Saved data entries
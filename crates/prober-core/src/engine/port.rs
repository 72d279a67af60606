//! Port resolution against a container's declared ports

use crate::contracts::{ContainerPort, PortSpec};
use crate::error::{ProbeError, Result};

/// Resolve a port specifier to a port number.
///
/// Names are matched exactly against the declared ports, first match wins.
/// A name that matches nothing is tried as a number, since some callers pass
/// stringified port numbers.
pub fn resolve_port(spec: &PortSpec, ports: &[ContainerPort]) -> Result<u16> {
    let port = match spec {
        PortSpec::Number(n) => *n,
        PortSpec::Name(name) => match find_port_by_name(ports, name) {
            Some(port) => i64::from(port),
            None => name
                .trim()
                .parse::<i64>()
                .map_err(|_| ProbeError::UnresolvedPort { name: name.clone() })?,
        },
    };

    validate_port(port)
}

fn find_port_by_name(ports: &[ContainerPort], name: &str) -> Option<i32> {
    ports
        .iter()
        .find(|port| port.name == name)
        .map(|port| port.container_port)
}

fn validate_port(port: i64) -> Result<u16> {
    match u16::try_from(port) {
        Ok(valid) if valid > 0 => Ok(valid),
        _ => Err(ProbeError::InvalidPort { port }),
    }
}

* * *

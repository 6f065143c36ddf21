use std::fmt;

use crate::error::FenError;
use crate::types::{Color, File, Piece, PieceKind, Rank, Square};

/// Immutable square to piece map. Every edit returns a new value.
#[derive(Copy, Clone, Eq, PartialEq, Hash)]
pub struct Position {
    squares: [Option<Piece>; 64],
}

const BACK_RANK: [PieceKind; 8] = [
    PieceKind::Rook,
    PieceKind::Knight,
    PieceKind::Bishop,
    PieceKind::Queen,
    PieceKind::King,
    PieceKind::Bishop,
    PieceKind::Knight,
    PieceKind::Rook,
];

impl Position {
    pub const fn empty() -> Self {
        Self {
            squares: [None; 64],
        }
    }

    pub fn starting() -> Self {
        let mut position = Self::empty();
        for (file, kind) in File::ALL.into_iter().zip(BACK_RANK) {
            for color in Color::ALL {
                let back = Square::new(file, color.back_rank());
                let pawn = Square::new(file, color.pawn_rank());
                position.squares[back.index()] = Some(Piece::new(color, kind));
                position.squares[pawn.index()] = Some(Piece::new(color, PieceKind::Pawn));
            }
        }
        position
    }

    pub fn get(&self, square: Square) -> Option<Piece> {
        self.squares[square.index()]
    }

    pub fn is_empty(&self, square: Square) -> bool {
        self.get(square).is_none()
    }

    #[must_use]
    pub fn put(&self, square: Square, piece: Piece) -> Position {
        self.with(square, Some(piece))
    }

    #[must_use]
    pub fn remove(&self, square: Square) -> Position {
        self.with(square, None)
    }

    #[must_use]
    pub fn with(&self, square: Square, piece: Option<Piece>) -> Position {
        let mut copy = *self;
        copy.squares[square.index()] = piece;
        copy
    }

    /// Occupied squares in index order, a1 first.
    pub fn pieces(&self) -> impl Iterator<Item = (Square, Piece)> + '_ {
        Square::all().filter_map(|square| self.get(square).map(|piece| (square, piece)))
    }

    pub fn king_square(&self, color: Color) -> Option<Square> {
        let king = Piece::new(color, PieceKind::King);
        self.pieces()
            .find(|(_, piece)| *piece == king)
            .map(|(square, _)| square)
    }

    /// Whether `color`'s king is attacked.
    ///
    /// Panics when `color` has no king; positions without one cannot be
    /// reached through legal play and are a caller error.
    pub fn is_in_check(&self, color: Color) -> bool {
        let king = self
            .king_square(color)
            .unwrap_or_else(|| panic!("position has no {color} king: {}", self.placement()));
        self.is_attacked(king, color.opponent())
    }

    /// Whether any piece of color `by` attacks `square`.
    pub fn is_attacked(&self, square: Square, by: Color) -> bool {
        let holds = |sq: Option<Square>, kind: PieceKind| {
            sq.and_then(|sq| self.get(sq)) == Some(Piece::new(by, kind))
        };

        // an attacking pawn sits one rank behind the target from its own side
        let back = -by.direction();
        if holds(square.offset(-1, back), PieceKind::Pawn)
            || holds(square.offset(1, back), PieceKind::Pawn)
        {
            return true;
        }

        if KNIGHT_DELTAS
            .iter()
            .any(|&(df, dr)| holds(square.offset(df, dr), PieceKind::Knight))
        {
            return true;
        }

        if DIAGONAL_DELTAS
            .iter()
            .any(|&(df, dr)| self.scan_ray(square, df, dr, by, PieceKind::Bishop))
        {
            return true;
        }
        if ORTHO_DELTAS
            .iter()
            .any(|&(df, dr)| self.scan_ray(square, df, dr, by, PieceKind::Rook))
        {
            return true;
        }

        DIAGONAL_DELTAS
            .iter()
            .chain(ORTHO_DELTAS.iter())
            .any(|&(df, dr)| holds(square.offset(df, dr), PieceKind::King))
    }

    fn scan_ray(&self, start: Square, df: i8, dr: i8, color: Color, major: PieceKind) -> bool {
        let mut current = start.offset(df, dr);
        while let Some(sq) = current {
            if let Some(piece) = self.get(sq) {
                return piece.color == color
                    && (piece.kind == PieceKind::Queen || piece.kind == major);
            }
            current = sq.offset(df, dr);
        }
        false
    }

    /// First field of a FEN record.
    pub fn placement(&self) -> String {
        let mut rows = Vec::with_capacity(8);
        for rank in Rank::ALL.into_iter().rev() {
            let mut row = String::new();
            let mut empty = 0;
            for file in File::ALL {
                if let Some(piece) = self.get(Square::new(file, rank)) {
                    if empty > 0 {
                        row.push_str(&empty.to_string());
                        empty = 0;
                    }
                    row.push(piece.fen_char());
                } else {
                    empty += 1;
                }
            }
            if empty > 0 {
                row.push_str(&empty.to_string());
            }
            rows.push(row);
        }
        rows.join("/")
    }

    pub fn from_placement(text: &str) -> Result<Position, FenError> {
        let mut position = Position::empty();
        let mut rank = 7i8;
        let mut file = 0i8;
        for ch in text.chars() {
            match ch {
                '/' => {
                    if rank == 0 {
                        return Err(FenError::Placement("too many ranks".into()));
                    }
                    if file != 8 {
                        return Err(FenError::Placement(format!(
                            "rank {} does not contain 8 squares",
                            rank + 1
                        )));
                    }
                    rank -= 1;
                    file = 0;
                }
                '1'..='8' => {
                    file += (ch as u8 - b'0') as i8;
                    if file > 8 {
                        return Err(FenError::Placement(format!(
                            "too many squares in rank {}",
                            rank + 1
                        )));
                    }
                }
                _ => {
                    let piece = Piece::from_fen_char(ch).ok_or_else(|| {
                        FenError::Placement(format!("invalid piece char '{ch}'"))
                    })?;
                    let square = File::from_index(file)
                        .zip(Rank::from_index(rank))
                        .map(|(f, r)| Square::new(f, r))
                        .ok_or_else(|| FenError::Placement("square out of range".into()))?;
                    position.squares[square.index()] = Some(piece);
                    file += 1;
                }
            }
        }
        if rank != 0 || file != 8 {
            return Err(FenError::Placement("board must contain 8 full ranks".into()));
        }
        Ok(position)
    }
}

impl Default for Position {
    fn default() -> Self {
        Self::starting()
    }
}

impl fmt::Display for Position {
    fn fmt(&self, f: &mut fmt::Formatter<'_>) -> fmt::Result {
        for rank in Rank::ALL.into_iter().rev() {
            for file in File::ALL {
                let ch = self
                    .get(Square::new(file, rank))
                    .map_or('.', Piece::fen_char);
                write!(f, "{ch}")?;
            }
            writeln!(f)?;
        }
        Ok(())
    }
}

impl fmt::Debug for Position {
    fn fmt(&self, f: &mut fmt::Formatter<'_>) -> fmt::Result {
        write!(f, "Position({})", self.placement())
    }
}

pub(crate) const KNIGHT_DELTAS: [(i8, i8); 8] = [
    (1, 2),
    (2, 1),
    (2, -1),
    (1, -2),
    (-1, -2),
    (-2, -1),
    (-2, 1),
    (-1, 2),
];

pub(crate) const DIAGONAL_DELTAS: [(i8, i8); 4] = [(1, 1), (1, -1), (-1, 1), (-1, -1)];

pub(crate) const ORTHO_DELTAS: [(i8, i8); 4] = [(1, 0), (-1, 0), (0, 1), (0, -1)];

◆ What needs to be done: Find every line of the data that includes the string "ranks". Copy each of those lines.

◆ Exercise solution:
                        return Err(FenError::Placement("too many ranks".into()));
            return Err(FenError::Placement("board must contain 8 full ranks".into()));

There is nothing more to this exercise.